Please report vulnerabilities privately via GitHub's built-in security advisory system:

1. Go to the Security tab of this repository.
2. Click "Report a vulnerability".
3. Fill in the details — include steps to reproduce, affected component, and potential impact.

You will receive an acknowledgement within 5 business days. We aim to triage and respond with a remediation plan within 14 days of receiving a valid report.

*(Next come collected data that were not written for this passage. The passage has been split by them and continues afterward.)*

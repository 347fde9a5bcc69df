// src/models/credentials.rs

//! Secrets for the notification channels, loaded from `credentials.toml`.
//!
//! ```toml
//! [mail]
//! username = "monitor@example.com"
//! password = "app-password"
//! host = "smtp.example.com"
//! port = 587
//! from = "Sitemon <monitor@example.com>"
//! to = ["ops@example.com"]
//!
//! [telegram]
//! bot_token = "123456:ABC"
//! chat_id = "-1001234567"
//! ```
//!
//! A missing section means the channel is not configured.

use std::fmt;
use std::fs;
use std::path::Path;

use lettre::message::Mailbox;
use serde::Deserialize;
use url::Url;

use crate::error::{AppError, Result};

/// Credential bundle for all channels.
#[derive(Debug, Clone, Default, Deserialize)]
pub struct Credentials {
    #[serde(default)]
    pub mail: Option<MailCredentials>,

    #[serde(default)]
    pub telegram: Option<TelegramCredentials>,
}

impl Credentials {
    /// Load and validate credentials from a TOML file.
    pub fn load(path: impl AsRef<Path>) -> Result<Self> {
        let path = path.as_ref();
        let content = fs::read_to_string(path).map_err(|e| {
            AppError::config(format!("cannot read credentials {}: {e}", path.display()))
        })?;
        let credentials: Self = toml::from_str(&content)?;
        credentials.validate()?;
        Ok(credentials)
    }

    pub fn validate(&self) -> Result<()> {
        if let Some(mail) = &self.mail {
            mail.validate()?;
        }
        if let Some(telegram) = &self.telegram {
            telegram.validate()?;
        }
        Ok(())
    }

    pub fn is_empty(&self) -> bool {
        self.mail.is_none() && self.telegram.is_none()
    }
}

/// How the SMTP session is encrypted.
#[derive(Debug, Clone, Copy, Default, PartialEq, Eq, Deserialize)]
#[serde(rename_all = "lowercase")]
pub enum SmtpTls {
    /// Plain connection upgraded with STARTTLS (usually port 587)
    #[default]
    Starttls,
    /// TLS from the first byte (usually port 465)
    Tls,
}

/// Mail relay account and envelope addresses.
#[derive(Clone, Deserialize)]
pub struct MailCredentials {
    pub username: String,
    pub password: String,
    pub host: String,
    #[serde(default = "default_smtp_port")]
    pub port: u16,
    #[serde(default)]
    pub tls: SmtpTls,
    pub from: String,
    pub to: Vec<String>,
}

fn default_smtp_port() -> u16 {
    587
}

impl MailCredentials {
    fn validate(&self) -> Result<()> {
        if self.host.trim().is_empty() {
            return Err(AppError::validation("mail.host is empty"));
        }
        if self.username.trim().is_empty() {
            return Err(AppError::validation("mail.username is empty"));
        }
        if self.to.is_empty() {
            return Err(AppError::validation("mail.to has no recipients"));
        }
        self.from_mailbox()?;
        self.to_mailboxes()?;
        Ok(())
    }

    pub fn from_mailbox(&self) -> Result<Mailbox> {
        parse_mailbox("mail.from", &self.from)
    }

    pub fn to_mailboxes(&self) -> Result<Vec<Mailbox>> {
        self.to
            .iter()
            .map(|addr| parse_mailbox("mail.to", addr))
            .collect()
    }
}

fn parse_mailbox(field: &str, value: &str) -> Result<Mailbox> {
    value
        .parse()
        .map_err(|e| AppError::validation(format!("{field} '{value}' is not a mailbox: {e}")))
}

impl fmt::Debug for MailCredentials {
    fn fmt(&self, f: &mut fmt::Formatter<'_>) -> fmt::Result {
        f.debug_struct("MailCredentials")
            .field("username", &self.username)
            .field("password", &"<redacted>")
            .field("host", &self.host)
            .field("port", &self.port)
            .field("tls", &self.tls)
            .field("from", &self.from)
            .field("to", &self.to)
            .finish()
    }
}

/// Telegram bot token and destination chat.
#[derive(Clone, Deserialize)]
pub struct TelegramCredentials {
    pub bot_token: String,
    pub chat_id: String,
    #[serde(default = "default_api_base")]
    pub api_base: String,
}

fn default_api_base() -> String {
    "https://api.telegram.org".into()
}

impl TelegramCredentials {
    fn validate(&self) -> Result<()> {
        if self.bot_token.trim().is_empty() {
            return Err(AppError::validation("telegram.bot_token is empty"));
        }
        if self.chat_id.trim().is_empty() {
            return Err(AppError::validation("telegram.chat_id is empty"));
        }
        Url::parse(&self.api_base)?;
        Ok(())
    }
}

impl fmt::Debug for TelegramCredentials {
    fn fmt(&self, f: &mut fmt::Formatter<'_>) -> fmt::Result {
        f.debug_struct("TelegramCredentials")
            .field("bot_token", &"<redacted>")
            .field("chat_id", &self.chat_id)
            .field("api_base", &self.api_base)
            .finish()
    }
}
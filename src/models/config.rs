//! Application configuration structures.

use std::fs;
use std::io;
use std::path::{Path, PathBuf};
use std::time::Duration;

use serde::{Deserialize, Serialize};

use crate::error::{AppError, Result};

/// Root application configuration.
#[derive(Debug, Clone, Default, Serialize, Deserialize)]
pub struct Config {
    /// HTTP fetching behavior
    #[serde(default)]
    pub fetch: FetchConfig,

    /// Notification channel toggles and limits
    #[serde(default)]
    pub notify: NotifyConfig,

    /// Run-level limits
    #[serde(default)]
    pub run: RunConfig,

    /// Locations of the database, targets and credentials
    #[serde(default)]
    pub paths: PathsConfig,

    /// Console logging
    #[serde(default)]
    pub logging: LoggingConfig,
}

impl Config {
    /// Load configuration from a TOML file.
    pub fn load(path: impl AsRef<Path>) -> Result<Self> {
        let content = fs::read_to_string(path)?;
        Ok(toml::from_str(&content)?)
    }

    /// Load configuration, or return defaults when the file does not exist.
    ///
    /// A file that exists but cannot be read or parsed is an error.
    pub fn load_or_default(path: impl AsRef<Path>) -> Result<Self> {
        let path = path.as_ref();
        match Self::load(path) {
            Ok(config) => Ok(config),
            Err(AppError::Io(e)) if e.kind() == io::ErrorKind::NotFound => {
                log::warn!("Config file {path:?} not found. Using defaults.");
                Ok(Self::default())
            }
            Err(e) => Err(AppError::config(format!(
                "cannot load config {}: {e}",
                path.display()
            ))),
        }
    }

    /// Validate configuration values for basic sanity.
    pub fn validate(&self) -> Result<()> {
        if self.fetch.user_agent.trim().is_empty() {
            return Err(AppError::validation("fetch.user_agent is empty"));
        }
        if self.fetch.timeout_secs == 0 {
            return Err(AppError::validation("fetch.timeout_secs must be > 0"));
        }
        if self.fetch.max_concurrent == 0 {
            return Err(AppError::validation("fetch.max_concurrent must be > 0"));
        }
        if self.notify.timeout_secs == 0 {
            return Err(AppError::validation("notify.timeout_secs must be > 0"));
        }
        if self.run.deadline_secs == Some(0) {
            return Err(AppError::validation("run.deadline_secs must be > 0 when set"));
        }
        Ok(())
    }

    /// Database path, resolved against `base_dir` when relative.
    pub fn database_path(&self, base_dir: &Path) -> PathBuf {
        resolve(base_dir, &self.paths.database)
    }

    /// Targets file path, resolved against `base_dir` when relative.
    pub fn targets_path(&self, base_dir: &Path) -> PathBuf {
        resolve(base_dir, &self.paths.targets)
    }

    /// Credentials file path, resolved against `base_dir` when relative.
    pub fn credentials_path(&self, base_dir: &Path) -> PathBuf {
        resolve(base_dir, &self.paths.credentials)
    }
}

fn resolve(base_dir: &Path, path: &str) -> PathBuf {
    let path = Path::new(path);
    if path.is_absolute() {
        path.to_path_buf()
    } else {
        base_dir.join(path)
    }
}

/// HTTP client settings for target fetches.
#[derive(Debug, Clone, Serialize, Deserialize)]
pub struct FetchConfig {
    /// User-Agent header sent with every fetch
    #[serde(default = "defaults::user_agent")]
    pub user_agent: String,

    /// Request timeout in seconds
    #[serde(default = "defaults::fetch_timeout")]
    pub timeout_secs: u64,

    /// Maximum number of targets in flight at once
    #[serde(default = "defaults::max_concurrent")]
    pub max_concurrent: usize,

    /// Fingerprint non-2xx bodies instead of failing the target
    #[serde(default = "defaults::fingerprint_error_pages")]
    pub fingerprint_error_pages: bool,
}

impl FetchConfig {
    pub fn timeout(&self) -> Duration {
        Duration::from_secs(self.timeout_secs)
    }
}

impl Default for FetchConfig {
    fn default() -> Self {
        Self {
            user_agent: defaults::user_agent(),
            timeout_secs: defaults::fetch_timeout(),
            max_concurrent: defaults::max_concurrent(),
            fingerprint_error_pages: defaults::fingerprint_error_pages(),
        }
    }
}

/// Notification channel settings.
#[derive(Debug, Clone, Serialize, Deserialize)]
pub struct NotifyConfig {
    #[serde(default = "defaults::enabled")]
    pub mail_enabled: bool,

    #[serde(default = "defaults::enabled")]
    pub telegram_enabled: bool,

    /// Upper bound for a single delivery, in seconds
    #[serde(default = "defaults::notify_timeout")]
    pub timeout_secs: u64,
}

impl NotifyConfig {
    pub fn timeout(&self) -> Duration {
        Duration::from_secs(self.timeout_secs)
    }
}

impl Default for NotifyConfig {
    fn default() -> Self {
        Self {
            mail_enabled: defaults::enabled(),
            telegram_enabled: defaults::enabled(),
            timeout_secs: defaults::notify_timeout(),
        }
    }
}

/// Run-level settings.
#[derive(Debug, Clone, Default, Serialize, Deserialize)]
pub struct RunConfig {
    /// Stop starting new targets after this many seconds
    #[serde(default)]
    pub deadline_secs: Option<u64>,
}

impl RunConfig {
    pub fn deadline(&self) -> Option<Duration> {
        self.deadline_secs.map(Duration::from_secs)
    }
}

/// File locations. Relative paths are resolved against the config file's directory.
#[derive(Debug, Clone, Serialize, Deserialize)]
pub struct PathsConfig {
    #[serde(default = "defaults::database")]
    pub database: String,

    #[serde(default = "defaults::targets")]
    pub targets: String,

    #[serde(default = "defaults::credentials")]
    pub credentials: String,
}

impl Default for PathsConfig {
    fn default() -> Self {
        Self {
            database: defaults::database(),
            targets: defaults::targets(),
            credentials: defaults::credentials(),
        }
    }
}

/// Console logging settings.
#[derive(Debug, Clone, Serialize, Deserialize)]
pub struct LoggingConfig {
    /// Default filter when `RUST_LOG` is unset
    #[serde(default = "defaults::log_level")]
    pub level: String,
}

impl Default for LoggingConfig {
    fn default() -> Self {
        Self {
            level: defaults::log_level(),
        }
    }
}

mod defaults {
    // Some sites block unknown clients, so identify as a desktop browser.
    pub fn user_agent() -> String {
        "Mozilla/5.0 (Windows NT 10.0; Win64; x64; rv:97.0) Gecko/20100101 Firefox/97.0".into()
    }
    pub fn fetch_timeout() -> u64 {
        30
    }
    pub fn max_concurrent() -> usize {
        4
    }
    pub fn fingerprint_error_pages() -> bool {
        true
    }

    pub fn enabled() -> bool {
        true
    }
    pub fn notify_timeout() -> u64 {
        15
    }

    pub fn database() -> String {
        "sitemon.db".into()
    }
    pub fn targets() -> String {
        "targets.yml".into()
    }
    pub fn credentials() -> String {
        "credentials.toml".into()
    }

    pub fn log_level() -> String {
        "info".into()
    }
}
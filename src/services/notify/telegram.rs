//! Telegram channel: HTML-formatted message via the Bot API `sendMessage`.

use std::time::Duration;

use async_trait::async_trait;
use chrono::SecondsFormat;
use reqwest::Client;

use super::Notifier;
use crate::error::{DeliveryError, Result};
use crate::models::{NotificationEvent, TelegramCredentials};
use crate::utils::http;

pub struct TelegramNotifier {
    client: Client,
    /// Contains the bot token; never logged
    endpoint: String,
    chat_id: String,
}

impl TelegramNotifier {
    pub fn new(credentials: &TelegramCredentials, timeout: Duration) -> Result<Self> {
        Ok(Self {
            client: http::create_notify_client(timeout)?,
            endpoint: format!(
                "{}/bot{}/sendMessage",
                credentials.api_base.trim_end_matches('/'),
                credentials.bot_token
            ),
            chat_id: credentials.chat_id.clone(),
        })
    }
}

/// Render the message body in Telegram's HTML subset.
pub fn render(event: &NotificationEvent) -> String {
    format!(
        "<u>Sitemon</u>\n\
         \u{1F440} Content change detected\n\n\
         <b>Target</b>: {} ({})\n\
         <b>Timestamp</b>: {}\n\
         <b>Old hash</b>: <code>{}</code>\n\
         <b>New hash</b>: <code>{}</code>",
        escape_html(&event.target.name),
        escape_html(&event.target.url),
        event.observed_at.to_rfc3339_opts(SecondsFormat::Secs, true),
        escape_html(event.prior_display()),
        escape_html(&event.new_fingerprint),
    )
}

#[async_trait]
impl Notifier for TelegramNotifier {
    fn channel(&self) -> &str {
        "telegram"
    }

    async fn deliver(&self, event: &NotificationEvent) -> std::result::Result<(), DeliveryError> {
        let text = render(event);
        let response = self
            .client
            .get(&self.endpoint)
            .query(&[
                ("chat_id", self.chat_id.as_str()),
                ("parse_mode", "HTML"),
                ("text", text.as_str()),
            ])
            .send()
            .await
            .map_err(transport_error)?;

        let status = response.status();
        if !status.is_success() {
            let detail = response.text().await.unwrap_or_default();
            log::debug!("Telegram answered {status}: {detail}");
            return Err(DeliveryError::RejectedByServer(status.as_u16()));
        }
        Ok(())
    }
}

/// Escape text for Telegram's HTML parse mode.
fn escape_html(text: &str) -> String {
    let mut out = String::with_capacity(text.len());
    for c in text.chars() {
        match c {
            '&' => out.push_str("&amp;"),
            '<' => out.push_str("&lt;"),
            '>' => out.push_str("&gt;"),
            '"' => out.push_str("&quot;"),
            _ => out.push(c),
        }
    }
    out
}

fn transport_error(e: reqwest::Error) -> DeliveryError {
    if e.is_timeout() {
        DeliveryError::Timeout
    } else {
        // The request URL carries the bot token.
        DeliveryError::ConnectFailed(e.without_url().to_string())
    }
}

#[cfg(test)]
mod tests {
    use super::*;
    use crate::models::Target;
    use crate::utils::http::test_server::{closed_port, response, serve};
    use chrono::{TimeZone, Utc};

    fn credentials(api_base: &str) -> TelegramCredentials {
        toml::from_str(&format!(
            r#"
            bot_token = "123456:SECRET"
            chat_id = "-1001"
            api_base = "{api_base}"
            "#
        ))
        .unwrap()
    }

    fn event() -> NotificationEvent {
        NotificationEvent {
            target: Target::new("api", "https://example.com/status?a=1&b=2"),
            prior_fingerprint: Some("c3d4".into()),
            new_fingerprint: "e5f6".into(),
            observed_at: Utc.with_ymd_and_hms(2026, 5, 1, 8, 30, 0).unwrap(),
        }
    }

    #[test]
    fn render_escapes_and_formats() {
        let text = render(&event());
        assert!(text.starts_with("<u>Sitemon</u>"));
        assert!(text.contains("<b>Target</b>: api (https://example.com/status?a=1&amp;b=2)"));
        assert!(text.contains("<b>Timestamp</b>: 2026-05-01T08:30:00Z"));
        assert!(text.contains("<code>c3d4</code>"));
        assert!(text.contains("<code>e5f6</code>"));
    }

    #[test]
    fn escape_html_covers_markup_characters() {
        assert_eq!(
            escape_html("a<b> & \"c\""),
            "a&lt;b&gt; &amp; &quot;c&quot;"
        );
    }

    #[tokio::test]
    async fn delivers_via_send_message() {
        let mut server = serve(response("200 OK", r#"{"ok":true}"#)).await;
        let notifier =
            TelegramNotifier::new(&credentials(&server.url), Duration::from_secs(2)).unwrap();

        notifier.deliver(&event()).await.unwrap();

        let request = server.requests.recv().await.unwrap();
        let request_line = request.lines().next().unwrap();
        assert!(request_line.starts_with("GET /bot123456:SECRET/sendMessage?"));
        assert!(request_line.contains("chat_id=-1001"));
        assert!(request_line.contains("parse_mode=HTML"));
        assert!(request_line.contains("text="));
    }

    #[tokio::test]
    async fn rejected_request_reports_status() {
        let server = serve(response("400 Bad Request", r#"{"ok":false}"#)).await;
        let notifier =
            TelegramNotifier::new(&credentials(&server.url), Duration::from_secs(2)).unwrap();

        let err = notifier.deliver(&event()).await.unwrap_err();
        assert_eq!(err, DeliveryError::RejectedByServer(400));
    }

    #[tokio::test]
    async fn unreachable_api_hides_token() {
        let url = closed_port().await;
        let notifier = TelegramNotifier::new(&credentials(&url), Duration::from_secs(2)).unwrap();

        let err = notifier.deliver(&event()).await.unwrap_err();
        match err {
            DeliveryError::ConnectFailed(message) => assert!(!message.contains("SECRET")),
            other => panic!("unexpected error: {other:?}"),
        }
    }
}
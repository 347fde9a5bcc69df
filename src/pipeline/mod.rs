//! Pipeline entry points.
//!
//! - `detect`: fingerprint fetched content and classify it against history
//! - `run_monitor`: one pass over every target

pub mod detect;
pub mod run;

pub use detect::{classify, fingerprint};
pub use run::{RunContext, RunOptions, run_monitor};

The following are in scope for security reports:

• SemaBuzz.Protocol — encryption, key exchange, packet integrity
• SemaBuzz.Relay — relay server confidentiality, denial-of-service, abuse of rate limits
• SemaBuzz.App — local data exposure, authentication bypass, URI handler injection

The following are out of scope:

• Vulnerabilities in third-party dependencies (report those upstream)
• Issues requiring physical access to the device
• Social engineering attacks

SemaBuzz is designed with the following guarantees:

• End-to-end encryption. All messages are encrypted on-device with ephemeral ECDH P-256 key exchange and AES-256-GCM before transmission. The relay and Skynr Labs cannot read message content.
• Blind relay. The relay server is a pass-through. It never reads, logs, or stores message content. IP addresses are held in memory only for the duration of an active session.
• No accounts. No credentials are stored on any server.
• Local storage. All settings and profiles are stored locally in %APPDATA%\SemaBuzz\.

If you believe any of the above guarantees are violated by a vulnerability, that is a high-priority report.

Once a fix is released, we will publish a GitHub Security Advisory crediting the reporter (unless they request anonymity). We ask that reporters observe a 90-day coordinated disclosure window from the time of our acknowledgement before publishing independently.